Retype each entry. Leave every word as it is.
┄┄┄┄┄┄┄┄┄┄
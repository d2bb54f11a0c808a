//! Recording session state machine

use std::fmt;
use thiserror::Error;

/// Session states
#[derive(Debug, Clone, Copy, PartialEq, Eq, Hash, Default)]
pub enum SessionState {
    #[default]
    Idle,
    Starting,
    Recording,
    Stopping,
}

impl SessionState {
    /// Get the string representation
    pub const fn as_str(&self) -> &'static str {
        match self {
            Self::Idle => "idle",
            Self::Starting => "starting",
            Self::Recording => "recording",
            Self::Stopping => "stopping",
        }
    }
}

impl fmt::Display for SessionState {
    fn fmt(&self, f: &mut fmt::Formatter<'_>) -> fmt::Result {
        write!(f, "{}", self.as_str())
    }
}

/// Error when an invalid state transition is attempted
#[derive(Debug, Clone, Error)]
#[error("Invalid state transition: cannot {action} while {current_state}")]
pub struct InvalidStateTransition {
    pub current_state: SessionState,
    pub action: String,
}

/// Lifecycle of one recording session.
///
/// State machine:
///   IDLE -> STARTING (begin_start)
///   STARTING -> RECORDING (confirm_started)
///   STARTING -> IDLE (abort_start)
///   RECORDING -> STOPPING (begin_stop)
///   STOPPING -> IDLE (finish_stop)
#[derive(Debug, Default)]
pub struct SessionStateMachine {
    state: SessionState,
}

impl SessionStateMachine {
    pub fn new() -> Self {
        Self {
            state: SessionState::Idle,
        }
    }

    pub fn state(&self) -> SessionState {
        self.state
    }

    pub fn begin_start(&mut self) -> Result<(), InvalidStateTransition> {
        self.transition(SessionState::Idle, SessionState::Starting, "start recording")
    }

    pub fn confirm_started(&mut self) -> Result<(), InvalidStateTransition> {
        self.transition(
            SessionState::Starting,
            SessionState::Recording,
            "confirm start",
        )
    }

    pub fn abort_start(&mut self) -> Result<(), InvalidStateTransition> {
        self.transition(SessionState::Starting, SessionState::Idle, "abort start")
    }

    pub fn begin_stop(&mut self) -> Result<(), InvalidStateTransition> {
        self.transition(
            SessionState::Recording,
            SessionState::Stopping,
            "stop recording",
        )
    }

    pub fn finish_stop(&mut self) -> Result<(), InvalidStateTransition> {
        self.transition(SessionState::Stopping, SessionState::Idle, "finish stop")
    }

    fn transition(
        &mut self,
        from: SessionState,
        to: SessionState,
        action: &str,
    ) -> Result<(), InvalidStateTransition> {
        if self.state != from {
            return Err(InvalidStateTransition {
                current_state: self.state,
                action: action.to_string(),
            });
        }
        self.state = to;
        Ok(())
    }
}

#[cfg(test)]
mod tests {
    use super::*;

    #[test]
    fn new_machine_is_idle() {
        let machine = SessionStateMachine::new();
        assert_eq!(machine.state(), SessionState::Idle);
    }

    #[test]
    fn start_then_confirm() {
        let mut machine = SessionStateMachine::new();
        machine.begin_start().unwrap();
        assert_eq!(machine.state(), SessionState::Starting);
        machine.confirm_started().unwrap();
        assert_eq!(machine.state(), SessionState::Recording);
    }

    #[test]
    fn aborted_start_returns_to_idle() {
        let mut machine = SessionStateMachine::new();
        machine.begin_start().unwrap();
        machine.abort_start().unwrap();
        assert_eq!(machine.state(), SessionState::Idle);
    }

    #[test]
    fn start_while_recording_fails() {
        let mut machine = SessionStateMachine::new();
        machine.begin_start().unwrap();
        machine.confirm_started().unwrap();

        let err = machine.begin_start().unwrap_err();
        assert_eq!(err.current_state, SessionState::Recording);
        assert!(err.action.contains("start recording"));
    }

    #[test]
    fn stop_from_idle_fails() {
        let mut machine = SessionStateMachine::new();
        let err = machine.begin_stop().unwrap_err();
        assert_eq!(err.current_state, SessionState::Idle);
    }

    #[test]
    fn full_cycle_can_repeat() {
        let mut machine = SessionStateMachine::new();
        for _ in 0..2 {
            machine.begin_start().unwrap();
            machine.confirm_started().unwrap();
            machine.begin_stop().unwrap();
            assert_eq!(machine.state(), SessionState::Stopping);
            machine.finish_stop().unwrap();
            assert_eq!(machine.state(), SessionState::Idle);
        }
    }

    #[test]
    fn state_display() {
        assert_eq!(SessionState::Idle.to_string(), "idle");
        assert_eq!(SessionState::Starting.to_string(), "starting");
        assert_eq!(SessionState::Recording.to_string(), "recording");
        assert_eq!(SessionState::Stopping.to_string(), "stopping");
    }

    #[test]
    fn error_display() {
        let err = InvalidStateTransition {
            current_state: SessionState::Stopping,
            action: "start recording".to_string(),
        };
        let msg = err.to_string();
        assert!(msg.contains("start recording"));
        assert!(msg.contains("stopping"));
    }
}
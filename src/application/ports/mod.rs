//! Port interfaces (traits) for external systems
//!
//! Capture devices, sinks and config storage sit behind these traits so
//! the engines and session can be driven by fakes in tests.

pub mod audio;
pub mod capture_error;
pub mod config;
pub mod video;

// Re-export common types
pub use audio::{
    AudioBackend, AudioContext, AudioDeviceInfo, AudioInputStream, PcmSink, PcmSinkFactory,
};
pub use capture_error::{CaptureIoError, ReleaseError, StartFailure};
pub use config::ConfigStore;
pub use video::{ScreenGrabber, ScreenSource, VideoSink, VideoSinkFactory, VideoSinkSpec};
//! Configuration storage adapters

mod xdg;

pub use xdg::XdgConfigStore;
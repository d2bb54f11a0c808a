//! `deskrec devices` handler

use std::sync::Arc;

use tokio::task;

use crate::application::ports::{AudioBackend, StartFailure};
use crate::domain::capture::MediaKind;

use super::presenter::Presenter;

/// Print every audio input device with its index
pub async fn handle_devices_command(
    backend: Arc<dyn AudioBackend>,
    presenter: &Presenter,
) -> Result<(), StartFailure> {
    let devices = task::spawn_blocking(move || backend.input_devices())
        .await
        .map_err(|e| StartFailure::Subsystem {
            kind: MediaKind::Audio,
            message: e.to_string(),
        })??;

    if devices.is_empty() {
        presenter.info("No audio input devices found");
        return Ok(());
    }
    for device in &devices {
        presenter.device(device);
    }
    Ok(())
}

#[cfg(test)]
mod tests {
    use super::*;
    use crate::application::fakes::{MockAudioBackend, CallLog};

    #[tokio::test]
    async fn lists_fake_devices() {
        let backend = Arc::new(MockAudioBackend::new(CallLog::new()));
        assert!(handle_devices_command(backend, &Presenter::new()).await.is_ok());
    }

    #[tokio::test]
    async fn no_devices_is_not_an_error() {
        let mut backend = MockAudioBackend::new(CallLog::new());
        backend.devices.clear();
        assert!(handle_devices_command(Arc::new(backend), &Presenter::new())
            .await
            .is_ok());
    }
}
┄┄┄┄┄┄┄┄┄┄
= Response to the exercise =
repository d2bb54f11a0c808a
//! Recording session state machine

use std::fmt;
use thiserror::Error;

/// Session states
#[derive(Debug, Clone, Copy, PartialEq, Eq, Hash, Default)]
pub enum SessionState {
    #[default]
    Idle,
    Starting,
    Recording,
    Stopping,
}

impl SessionState {
    /// Get the string representation
    pub const fn as_str(&self) -> &'static str {
        match self {
            Self::Idle => "idle",
            Self::Starting => "starting",
            Self::Recording => "recording",
            Self::Stopping => "stopping",
        }
    }
}

impl fmt::Display for SessionState {
    fn fmt(&self, f: &mut fmt::Formatter<'_>) -> fmt::Result {
        write!(f, "{}", self.as_str())
    }
}

/// Error when an invalid state transition is attempted
#[derive(Debug, Clone, Error)]
#[error("Invalid state transition: cannot {action} while {current_state}")]
pub struct InvalidStateTransition {
    pub current_state: SessionState,
    pub action: String,
}

/// Lifecycle of one recording session.
///
/// State machine:
///   IDLE -> STARTING (begin_start)
///   STARTING -> RECORDING (confirm_started)
///   STARTING -> IDLE (abort_start)
///   RECORDING -> STOPPING (begin_stop)
///   STOPPING -> IDLE (finish_stop)
#[derive(Debug, Default)]
pub struct SessionStateMachine {
    state: SessionState,
}

impl SessionStateMachine {
    pub fn new() -> Self {
        Self {
            state: SessionState::Idle,
        }
    }

    pub fn state(&self) -> SessionState {
        self.state
    }

    pub fn begin_start(&mut self) -> Result<(), InvalidStateTransition> {
        self.transition(SessionState::Idle, SessionState::Starting, "start recording")
    }

    pub fn confirm_started(&mut self) -> Result<(), InvalidStateTransition> {
        self.transition(
            SessionState::Starting,
            SessionState::Recording,
            "confirm start",
        )
    }

    pub fn abort_start(&mut self) -> Result<(), InvalidStateTransition> {
        self.transition(SessionState::Starting, SessionState::Idle, "abort start")
    }

    pub fn begin_stop(&mut self) -> Result<(), InvalidStateTransition> {
        self.transition(
            SessionState::Recording,
            SessionState::Stopping,
            "stop recording",
        )
    }

    pub fn finish_stop(&mut self) -> Result<(), InvalidStateTransition> {
        self.transition(SessionState::Stopping, SessionState::Idle, "finish stop")
    }

    fn transition(
        &mut self,
        from: SessionState,
        to: SessionState,
        action: &str,
    ) -> Result<(), InvalidStateTransition> {
        if self.state != from {
            return Err(InvalidStateTransition {
                current_state: self.state,
                action: action.to_string(),
            });
        }
        self.state = to;
        Ok(())
    }
}

#[cfg(test)]
mod tests {
    use super::*;

    #[test]
    fn new_machine_is_idle() {
        let machine = SessionStateMachine::new();
        assert_eq!(machine.state(), SessionState::Idle);
    }

    #[test]
    fn start_then_confirm() {
        let mut machine = SessionStateMachine::new();
        machine.begin_start().unwrap();
        assert_eq!(machine.state(), SessionState::Starting);
        machine.confirm_started().unwrap();
        assert_eq!(machine.state(), SessionState::Recording);
    }

    #[test]
    fn aborted_start_returns_to_idle() {
        let mut machine = SessionStateMachine::new();
        machine.begin_start().unwrap();
        machine.abort_start().unwrap();
        assert_eq!(machine.state(), SessionState::Idle);
    }

    #[test]
    fn start_while_recording_fails() {
        let mut machine = SessionStateMachine::new();
        machine.begin_start().unwrap();
        machine.confirm_started().unwrap();

        let err = machine.begin_start().unwrap_err();
        assert_eq!(err.current_state, SessionState::Recording);
        assert!(err.action.contains("start recording"));
    }

    #[test]
    fn stop_from_idle_fails() {
        let mut machine = SessionStateMachine::new();
        let err = machine.begin_stop().unwrap_err();
        assert_eq!(err.current_state, SessionState::Idle);
    }

    #[test]
    fn full_cycle_can_repeat() {
        let mut machine = SessionStateMachine::new();
        for _ in 0..2 {
            machine.begin_start().unwrap();
            machine.confirm_started().unwrap();
            machine.begin_stop().unwrap();
            assert_eq!(machine.state(), SessionState::Stopping);
            machine.finish_stop().unwrap();
            assert_eq!(machine.state(), SessionState::Idle);
        }
    }

    #[test]
    fn state_display() {
        assert_eq!(SessionState::Idle.to_string(), "idle");
        assert_eq!(SessionState::Starting.to_string(), "starting");
        assert_eq!(SessionState::Recording.to_string(), "recording");
        assert_eq!(SessionState::Stopping.to_string(), "stopping");
    }

    #[test]
    fn error_display() {
        let err = InvalidStateTransition {
            current_state: SessionState::Stopping,
            action: "start recording".to_string(),
        };
        let msg = err.to_string();
        assert!(msg.contains("start recording"));
        assert!(msg.contains("stopping"));
    }
}
filename src/application/ports/mod.rs
//! Port interfaces (traits) for external systems
//!
//! Capture devices, sinks and config storage sit behind these traits so
//! the engines and session can be driven by fakes in tests.

pub mod audio;
pub mod capture_error;
pub mod config;
pub mod video;

// Re-export common types
pub use audio::{
    AudioBackend, AudioContext, AudioDeviceInfo, AudioInputStream, PcmSink, PcmSinkFactory,
};
pub use capture_error::{CaptureIoError, ReleaseError, StartFailure};
pub use config::ConfigStore;
pub use video::{ScreenGrabber, ScreenSource, VideoSink, VideoSinkFactory, VideoSinkSpec};
//! Configuration storage adapters

mod xdg;

pub use xdg::XdgConfigStore;
repository d2bb54f11a0c808a
//! `deskrec devices` handler

use std::sync::Arc;

use tokio::task;

use crate::application::ports::{AudioBackend, StartFailure};
use crate::domain::capture::MediaKind;

use super::presenter::Presenter;

/// Print every audio input device with its index
pub async fn handle_devices_command(
    backend: Arc<dyn AudioBackend>,
    presenter: &Presenter,
) -> Result<(), StartFailure> {
    let devices = task::spawn_blocking(move || backend.input_devices())
        .await
        .map_err(|e| StartFailure::Subsystem {
            kind: MediaKind::Audio,
            message: e.to_string(),
        })??;

    if devices.is_empty() {
        presenter.info("No audio input devices found");
        return Ok(());
    }
    for device in &devices {
        presenter.device(device);
    }
    Ok(())
}

#[cfg(test)]
mod tests {
    use super::*;
    use crate::application::fakes::{MockAudioBackend, CallLog};

    #[tokio::test]
    async fn lists_fake_devices() {
        let backend = Arc::new(MockAudioBackend::new(CallLog::new()));
        assert!(handle_devices_command(backend, &Presenter::new()).await.is_ok());
    }

    #[tokio::test]
    async fn no_devices_is_not_an_error() {
        let mut backend = MockAudioBackend::new(CallLog::new());
        backend.devices.clear();
        assert!(handle_devices_command(Arc::new(backend), &Presenter::new())
            .await
            .is_ok());
    }
}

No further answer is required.